What is needed »
Every line below that holds the word "RunResult" must be listed.

Provided information »
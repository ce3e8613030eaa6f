//! Output Relay
//!
//! The background loop of one script run: assembles raw output chunks into
//! lines, classifies and publishes them in receive order, waits for the
//! interpreter to exit, reports the exit code through the same line channel,
//! and finally deletes the script artifact after a grace interval.
//!
//! Every terminal path publishes `Ended`, even after a stream error, and
//! releasing the single-flight guard is the relay's last act, so a new run
//! is only accepted once cleanup finished.

use std::sync::atomic::{AtomicBool, Ordering};
use std::sync::Arc;
use std::time::Duration;
use tokio::sync::mpsc::UnboundedReceiver;
use tokio::sync::RwLock;
use tokio::task::JoinHandle;

use super::artifact::ScriptArtifact;
use super::events::{SessionEvent, SessionEventBus};
use super::process::ChildHandle;
use crate::diagnostics::DiagnosticMatcher;
use crate::models::{OutputLine, RunResult, ScriptProcess};

/// Everything the relay task needs for one run
pub(crate) struct RelayContext {
    pub session_id: String,
    pub bus: SessionEventBus,
    pub artifact: ScriptArtifact,
    pub matcher: DiagnosticMatcher,
    pub grace: Duration,
    pub terminated: Arc<AtomicBool>,
    pub active: Arc<AtomicBool>,
    pub process: Arc<RwLock<ScriptProcess>>,
}

/// Spawn the relay task for one run
pub(crate) fn spawn_relay(
    ctx: RelayContext,
    child: ChildHandle,
    output_rx: UnboundedReceiver<Vec<u8>>,
) -> JoinHandle<()> {
    tokio::spawn(run_relay(ctx, child, output_rx))
}

async fn run_relay(ctx: RelayContext, mut child: ChildHandle, mut output_rx: UnboundedReceiver<Vec<u8>>) {
    let pid = { ctx.process.read().await.pid };
    ctx.bus.publish(SessionEvent::Started {
        session_id: ctx.session_id.clone(),
        pid,
    });

    let mut assembler = LineAssembler::new();
    let mut line_number = 0usize;

    let publish_line = |text: String, line_number: &mut usize| {
        let line = OutputLine::classified(text, *line_number, &ctx.matcher);
        *line_number += 1;
        ctx.bus.publish(SessionEvent::Line {
            session_id: ctx.session_id.clone(),
            line,
        });
    };

    // Read until end-of-stream; the reader thread closes the channel when
    // the interpreter's output ends (normally at exit)
    while let Some(chunk) = output_rx.recv().await {
        for text in assembler.push(&chunk) {
            publish_line(text, &mut line_number);
        }
    }
    if let Some(text) = assembler.flush() {
        publish_line(text, &mut line_number);
    }

    // Block until the child has fully exited and its code is known
    let exit_code = match tokio::task::spawn_blocking(move || child.wait()).await {
        Ok(Ok(status)) => status.exit_code() as i32,
        Ok(Err(e)) => {
            error!("Failed to retrieve interpreter exit status: {}", e);
            -1
        }
        Err(e) => {
            error!("Exit-status task failed: {}", e);
            -1
        }
    };
    debug!("Interpreter exited with code {}", exit_code);

    {
        let mut process = ctx.process.write().await;
        process.mark_terminated(exit_code);
    }
    ctx.terminated.store(true, Ordering::SeqCst);

    // The exit code joins the output history as the final line
    publish_line(format!("Exit code {}", exit_code), &mut line_number);

    let result = {
        ctx.process.read().await.run_result().unwrap_or(RunResult {
            exit_code,
            duration: None,
        })
    };
    ctx.bus.publish(SessionEvent::Ended {
        session_id: ctx.session_id.clone(),
        result,
    });

    // Grace interval: the interpreter may still be finishing file-system
    // activity against the script right after exit
    tokio::time::sleep(ctx.grace).await;

    if let Err(e) = ctx.artifact.remove() {
        error!("Script cleanup failed: {}", e);
        ctx.bus.publish(SessionEvent::CleanupFailed {
            session_id: ctx.session_id.clone(),
            path: ctx.artifact.path().to_path_buf(),
            reason: e.to_string(),
        });
    }

    ctx.active.store(false, Ordering::SeqCst);
    debug!("Relay for session {} finished", ctx.session_id);
}

/// Splits raw output chunks into complete lines.
///
/// The PTY layer emits `\r\n` terminators; the assembler strips them and
/// buffers partial lines across chunk boundaries, so multi-byte characters
/// split between reads survive intact.
pub(crate) struct LineAssembler {
    buf: Vec<u8>,
}

impl LineAssembler {
    pub fn new() -> Self {
        Self { buf: Vec::new() }
    }

    /// Feed one chunk; returns the lines it completed
    pub fn push(&mut self, chunk: &[u8]) -> Vec<String> {
        let mut lines = Vec::new();
        for &byte in chunk {
            if byte == b'\n' {
                lines.push(self.take_line());
            } else {
                self.buf.push(byte);
            }
        }
        lines
    }

    /// Drain any trailing text that never saw a terminator
    pub fn flush(&mut self) -> Option<String> {
        if self.buf.is_empty() {
            None
        } else {
            Some(self.take_line())
        }
    }

    fn take_line(&mut self) -> String {
        if self.buf.last() == Some(&b'\r') {
            self.buf.pop();
        }
        let line = String::from_utf8_lossy(&self.buf).into_owned();
        self.buf.clear();
        line
    }
}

Answer area »
use crate::models::{OutputLine, RunResult, ScriptProcess};
        ctx.process.read().await.run_result().unwrap_or(RunResult {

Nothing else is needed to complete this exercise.